18. The learned Counsel appearing on behalf of the appellants, therefore, in our opinion, was not correct in contending that all the pleas available in a proceeding under the 1988 Act shall proprio vigore be available in a proceeding under the provisions of 1923 Act.
32. The claimants have exercised their option of claiming compensation under the WC Act. Therefore, they will have to prove their case within the parameters of WC Act. No policy covering deceased or injured workman under WC Act has been proved. The policies Exts. P-1 to 6 are under MV Act. The basis of claim under the MV Act is death or bodily injury to persons arising out of use of motor vehicles or damage to any property of a third party. The claimants have failed to establish that deceased or injured workman received injuries in an accident involving insured trucks in question. The injuries were sustained by the workmen when they were resting at their resting place which was 2 Kilometers from the place of their work. The involvement of the trucks in question directly or indirectly in the accident has not at all been proved. They were not working on the trucks and, therefore, insured is not liable to pay any compensation to the claimants. The Commissioner has wrongly held liable insurer to pay compensation in each case by way of impugned order. The impugned order against the insurer is set-aside.
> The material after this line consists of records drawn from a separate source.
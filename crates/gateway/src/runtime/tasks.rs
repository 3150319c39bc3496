//! Task and execution persistence, the scheduler index, and run
//! finalization.
//!
//! The index under `scheduled_tasks/` mirrors just enough of each active
//! SCHEDULED / ONE_TIME task for the scheduler's due query; the task
//! document stays the source of truth.

use chrono::Utc;
use rand::Rng;

use ma_docstore::{paths, DocumentStore};
use ma_domain::task::{
    ExecutionPlan, ExecutionRecord, ExecutionReport, ExecutionStatus, IndexEntry, TaskRecord,
    TaskStatus,
};
use ma_domain::{Error, Result};

// ━━━━━━━━━━━━━━━━━━━━━━━━━━━━━━━━━━━━━━━━━━━━━━━━━━━━━━━━━━━━━━━━━━
// Task documents
// ━━━━━━━━━━━━━━━━━━━━━━━━━━━━━━━━━━━━━━━━━━━━━━━━━━━━━━━━━━━━━━━━━━

pub async fn load_task(
    docs: &dyn DocumentStore,
    mandate_path: &str,
    task_id: &str,
) -> Result<TaskRecord> {
    let path = paths::task_doc(mandate_path, task_id);
    let doc = docs
        .get_doc(&path)
        .await?
        .ok_or_else(|| Error::NotFound(format!("task {path}")))?;
    serde_json::from_value(doc).map_err(|e| Error::DocStore(format!("task {path}: {e}")))
}

pub async fn save_task(docs: &dyn DocumentStore, task: &TaskRecord) -> Result<()> {
    let path = paths::task_doc(&task.mandate_path, &task.task_id);
    docs.set_doc(&path, serde_json::to_value(task)?).await
}

pub async fn list_tasks(docs: &dyn DocumentStore, mandate_path: &str) -> Result<Vec<TaskRecord>> {
    let raw = docs.list_docs(&paths::tasks_collection(mandate_path)).await?;
    Ok(raw
        .into_iter()
        .filter_map(|(id, doc)| match serde_json::from_value(doc) {
            Ok(task) => Some(task),
            Err(e) => {
                tracing::warn!(task_id = %id, error = %e, "skipping unreadable task doc");
                None
            }
        })
        .collect())
}

/// Delete the task and its index entry.
pub async fn delete_task(
    docs: &dyn DocumentStore,
    mandate_path: &str,
    task_id: &str,
) -> Result<()> {
    docs.delete_doc(&paths::task_doc(mandate_path, task_id)).await?;
    docs.delete_doc(&paths::index_doc(mandate_path, task_id)).await
}

// ━━━━━━━━━━━━━━━━━━━━━━━━━━━━━━━━━━━━━━━━━━━━━━━━━━━━━━━━━━━━━━━━━━
// Scheduler index
// ━━━━━━━━━━━━━━━━━━━━━━━━━━━━━━━━━━━━━━━━━━━━━━━━━━━━━━━━━━━━━━━━━━

/// Write (or refresh) the task's index entry. Only enabled SCHEDULED and
/// ONE_TIME tasks with a computed next execution are indexed; anything
/// else clears the entry.
pub async fn sync_index_entry(docs: &dyn DocumentStore, task: &TaskRecord) -> Result<()> {
    let indexable = task.enabled
        && matches!(
            task.execution_plan,
            ExecutionPlan::Scheduled | ExecutionPlan::OneTime
        )
        && task.schedule.next_execution_utc.is_some();

    let path = paths::index_doc(&task.mandate_path, &task.task_id);
    if !indexable {
        return docs.delete_doc(&path).await;
    }
    let entry = IndexEntry {
        mandate_path: task.mandate_path.clone(),
        task_id: task.task_id.clone(),
        enabled: task.enabled,
        next_execution_utc: task.schedule.next_execution_utc.unwrap(),
    };
    docs.set_doc(&path, serde_json::to_value(&entry)?).await
}

pub async fn remove_index_entry(
    docs: &dyn DocumentStore,
    mandate_path: &str,
    task_id: &str,
) -> Result<()> {
    docs.delete_doc(&paths::index_doc(mandate_path, task_id)).await
}

/// All index entries due at `now`, soonest first.
pub async fn due_entries(
    docs: &dyn DocumentStore,
    now: chrono::DateTime<Utc>,
) -> Result<Vec<IndexEntry>> {
    let raw = docs.list_docs(paths::SCHEDULER_INDEX).await?;
    let mut due: Vec<IndexEntry> = raw
        .into_iter()
        .filter_map(|(id, doc)| match serde_json::from_value::<IndexEntry>(doc) {
            Ok(e) => Some(e),
            Err(err) => {
                tracing::warn!(entry = %id, error = %err, "skipping unreadable index entry");
                None
            }
        })
        .filter(|e| e.enabled && e.next_execution_utc <= now)
        .collect();
    due.sort_by_key(|e| e.next_execution_utc);
    Ok(due)
}

// ━━━━━━━━━━━━━━━━━━━━━━━━━━━━━━━━━━━━━━━━━━━━━━━━━━━━━━━━━━━━━━━━━━
// Executions
// ━━━━━━━━━━━━━━━━━━━━━━━━━━━━━━━━━━━━━━━━━━━━━━━━━━━━━━━━━━━━━━━━━━

/// Random 12-hex execution id.
pub fn generate_execution_id() -> String {
    let mut rng = rand::thread_rng();
    (0..12)
        .map(|_| format!("{:x}", rng.gen_range(0..16)))
        .collect()
}

pub async fn create_execution(
    docs: &dyn DocumentStore,
    mandate_path: &str,
    task_id: &str,
    execution_id: &str,
) -> Result<ExecutionRecord> {
    // Task history persists across runs: the thread key is the task id.
    let exec = ExecutionRecord::new(execution_id.to_string(), task_id.to_string(), Utc::now());
    save_execution(docs, mandate_path, task_id, &exec).await?;
    Ok(exec)
}

pub async fn load_execution(
    docs: &dyn DocumentStore,
    mandate_path: &str,
    task_id: &str,
    execution_id: &str,
) -> Result<Option<ExecutionRecord>> {
    let path = paths::execution_doc(mandate_path, task_id, execution_id);
    match docs.get_doc(&path).await? {
        Some(doc) => Ok(Some(
            serde_json::from_value(doc)
                .map_err(|e| Error::DocStore(format!("execution {path}: {e}")))?,
        )),
        None => Ok(None),
    }
}

pub async fn save_execution(
    docs: &dyn DocumentStore,
    mandate_path: &str,
    task_id: &str,
    exec: &ExecutionRecord,
) -> Result<()> {
    let path = paths::execution_doc(mandate_path, task_id, &exec.execution_id);
    docs.set_doc(&path, serde_json::to_value(exec)?).await
}

// ━━━━━━━━━━━━━━━━━━━━━━━━━━━━━━━━━━━━━━━━━━━━━━━━━━━━━━━━━━━━━━━━━━
// Finalization
// ━━━━━━━━━━━━━━━━━━━━━━━━━━━━━━━━━━━━━━━━━━━━━━━━━━━━━━━━━━━━━━━━━━

/// Close out a finished run: classify it from the checklist, promote the
/// report onto the parent task, retire ONE_TIME tasks, and delete the
/// execution record.
///
/// The task update happens before the execution delete; if the update
/// fails the execution stays in place so a later sweep can retry, and a
/// ONE_TIME task keeps its enabled flag until the report landed.
pub async fn finalize_execution(
    docs: &dyn DocumentStore,
    mandate_path: &str,
    task_id: &str,
    execution_id: &str,
    summary: String,
) -> Result<ExecutionReport> {
    let exec = load_execution(docs, mandate_path, task_id, execution_id)
        .await?
        .ok_or_else(|| Error::NotFound(format!("execution {execution_id}")))?;

    let (status, total, completed, errored) = match &exec.workflow_checklist {
        Some(cl) => (
            cl.classify(),
            cl.total_steps,
            cl.completed_count(),
            cl.errored_count(),
        ),
        // No checklist was ever created; trust the agent's terminate.
        None => (ExecutionStatus::Completed, 0, 0, 0),
    };

    let report = ExecutionReport {
        execution_id: execution_id.to_string(),
        status,
        summary,
        steps_total: total,
        steps_completed: completed,
        steps_errored: errored,
        finished_at: Utc::now(),
    };

    let mut task = load_task(docs, mandate_path, task_id).await?;
    task.last_execution_report = Some(report.clone());
    if task.execution_plan == ExecutionPlan::OneTime {
        task.enabled = false;
        task.status = TaskStatus::Completed;
        task.completed_at = Some(report.finished_at);
    }
    save_task(docs, &task).await?;

    docs.delete_doc(&paths::execution_doc(mandate_path, task_id, execution_id))
        .await?;
    tracing::info!(task_id, execution_id, status = ?report.status, "execution finalized");
    Ok(report)
}

/// Record an LPT handle on its execution (submit side).
pub async fn attach_lpt_handle(
    docs: &dyn DocumentStore,
    mandate_path: &str,
    task_id: &str,
    execution_id: &str,
    handle: ma_domain::task::LptHandle,
) -> Result<()> {
    let mut exec = load_execution(docs, mandate_path, task_id, execution_id)
        .await?
        .ok_or_else(|| Error::NotFound(format!("execution {execution_id}")))?;
    exec.lpt_tasks.insert(handle.lpt_id.clone(), handle);
    save_execution(docs, mandate_path, task_id, &exec).await
}

#[cfg(test)]
mod tests {
    use super::*;
    use chrono::{Duration, TimeZone};
    use ma_docstore::MemoryDocStore;
    use ma_domain::task::{Checklist, Mission, StepStatus, TaskSchedule};

    fn task(plan: ExecutionPlan) -> TaskRecord {
        TaskRecord {
            mandate_path: "clients/acme".into(),
            task_id: "t1".into(),
            execution_plan: plan,
            mission: Mission {
                title: "Reconcile".into(),
                description: "Reconcile the bank".into(),
                plan: "1. fetch\n2. match".into(),
            },
            schedule: TaskSchedule {
                next_execution_utc: Some(Utc.with_ymd_and_hms(2025, 12, 2, 2, 0, 0).unwrap()),
                ..Default::default()
            },
            status: TaskStatus::Active,
            enabled: true,
            execution_count: 0,
            last_execution_report: None,
            created_at: Some(Utc::now()),
            completed_at: None,
            approval_required: false,
        }
    }

    #[test]
    fn execution_ids_are_12_hex() {
        for _ in 0..20 {
            let id = generate_execution_id();
            assert_eq!(id.len(), 12);
            assert!(id.chars().all(|c| c.is_ascii_hexdigit()));
        }
    }

    #[tokio::test]
    async fn save_load_round_trip() {
        let docs = MemoryDocStore::new();
        let t = task(ExecutionPlan::Scheduled);
        save_task(&docs, &t).await.unwrap();
        let loaded = load_task(&docs, "clients/acme", "t1").await.unwrap();
        assert_eq!(loaded.mission.title, "Reconcile");
    }

    #[tokio::test]
    async fn index_sync_and_due_query() {
        let docs = MemoryDocStore::new();
        let t = task(ExecutionPlan::Scheduled);
        save_task(&docs, &t).await.unwrap();
        sync_index_entry(&docs, &t).await.unwrap();

        let now = t.schedule.next_execution_utc.unwrap() + Duration::minutes(1);
        let due = due_entries(&docs, now).await.unwrap();
        assert_eq!(due.len(), 1);
        assert_eq!(due[0].task_id, "t1");

        // Not due yet before the trigger time.
        let early = t.schedule.next_execution_utc.unwrap() - Duration::minutes(1);
        assert!(due_entries(&docs, early).await.unwrap().is_empty());
    }

    #[tokio::test]
    async fn disabled_task_loses_its_index_entry() {
        let docs = MemoryDocStore::new();
        let mut t = task(ExecutionPlan::Scheduled);
        save_task(&docs, &t).await.unwrap();
        sync_index_entry(&docs, &t).await.unwrap();

        t.enabled = false;
        sync_index_entry(&docs, &t).await.unwrap();
        let now = t.schedule.next_execution_utc.unwrap() + Duration::days(1);
        assert!(due_entries(&docs, now).await.unwrap().is_empty());
    }

    #[tokio::test]
    async fn on_demand_tasks_are_never_indexed() {
        let docs = MemoryDocStore::new();
        let t = task(ExecutionPlan::OnDemand);
        save_task(&docs, &t).await.unwrap();
        sync_index_entry(&docs, &t).await.unwrap();
        let now = Utc::now() + Duration::days(365);
        assert!(due_entries(&docs, now).await.unwrap().is_empty());
    }

    #[tokio::test]
    async fn execution_thread_key_equals_task_id() {
        let docs = MemoryDocStore::new();
        let exec = create_execution(&docs, "clients/acme", "t1", "abcdefabcdef")
            .await
            .unwrap();
        assert_eq!(exec.thread_key, "t1");
        assert_eq!(exec.status, ExecutionStatus::Running);
    }

    #[tokio::test]
    async fn finalize_promotes_report_and_deletes_execution() {
        let docs = MemoryDocStore::new();
        let t = task(ExecutionPlan::Scheduled);
        save_task(&docs, &t).await.unwrap();
        let mut exec = create_execution(&docs, "clients/acme", "t1", "e00000000001")
            .await
            .unwrap();

        let mut cl = Checklist::new(&["fetch".into(), "match".into()]);
        cl.apply_update("step_1", StepStatus::Completed, None, Utc::now())
            .unwrap();
        cl.apply_update("step_2", StepStatus::Completed, None, Utc::now())
            .unwrap();
        exec.workflow_checklist = Some(cl);
        save_execution(&docs, "clients/acme", "t1", &exec).await.unwrap();

        let report = finalize_execution(&docs, "clients/acme", "t1", "e00000000001", "all done".into())
            .await
            .unwrap();
        assert_eq!(report.status, ExecutionStatus::Completed);

        let reloaded = load_task(&docs, "clients/acme", "t1").await.unwrap();
        assert_eq!(
            reloaded.last_execution_report.as_ref().unwrap().summary,
            "all done"
        );
        // The execution record is gone.
        assert!(load_execution(&docs, "clients/acme", "t1", "e00000000001")
            .await
            .unwrap()
            .is_none());
        // SCHEDULED tasks stay enabled.
        assert!(reloaded.enabled);
    }

    #[tokio::test]
    async fn finalize_retires_one_time_task() {
        let docs = MemoryDocStore::new();
        let t = task(ExecutionPlan::OneTime);
        save_task(&docs, &t).await.unwrap();
        create_execution(&docs, "clients/acme", "t1", "e00000000002")
            .await
            .unwrap();

        finalize_execution(&docs, "clients/acme", "t1", "e00000000002", "done".into())
            .await
            .unwrap();
        let reloaded = load_task(&docs, "clients/acme", "t1").await.unwrap();
        assert!(!reloaded.enabled);
        assert_eq!(reloaded.status, TaskStatus::Completed);
        assert!(reloaded.completed_at.is_some());
    }

    #[tokio::test]
    async fn attach_handle_lands_in_lpt_tasks() {
        use ma_domain::task::{LptEnvelope, LptHandle, Traceability};
        let docs = MemoryDocStore::new();
        create_execution(&docs, "clients/acme", "t1", "e00000000003")
            .await
            .unwrap();
        let handle = LptHandle {
            lpt_id: "b-1".into(),
            task_type: "LPT_BANKER".into(),
            status: "submitted".into(),
            created_at: Utc::now(),
            step_id: Some("step_2".into()),
            submit: LptEnvelope {
                collection_name: "bank_jobs".into(),
                user_id: "u1".into(),
                client_uuid: "c".into(),
                mandates_path: "clients/acme".into(),
                batch_id: "b-1".into(),
                jobs_data: vec![],
                settings: vec![],
                traceability: Traceability {
                    thread_key: "t1".into(),
                    thread_name: None,
                    execution_id: Some("e00000000003".into()),
                    execution_plan: None,
                    initiated_at: Utc::now(),
                    source: "maestro".into(),
                },
                pub_sub_id: "chat:u1:acme:t1".into(),
                start_instructions: None,
                response: None,
                execution_time: None,
                completed_at: None,
                logs_url: None,
            },
            response: None,
        };
        attach_lpt_handle(&docs, "clients/acme", "t1", "e00000000003", handle)
            .await
            .unwrap();
        let exec = load_execution(&docs, "clients/acme", "t1", "e00000000003")
            .await
            .unwrap()
            .unwrap();
        assert!(exec.lpt_tasks.contains_key("b-1"));
        assert!(!exec.lpt_tasks["b-1"].is_settled());
    }
}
The employer has not assailed the impugned order. Accordingly, the substantial questions of law Nos. 1 to 4 are decided in favour of the insurer and against the claimants.
33. No other point was urged.
The result of above discussion is that FAO Nos. 464, 465, 466, 467, 468 and 469 of 2003 are allowed, the impugned order against the insurer-New India Assurance Company is set-aside in each case. The employer M/s. ANS Earthmovers shall remain bound by impugned order in each case, since it has not assailed the impugned order. No costs.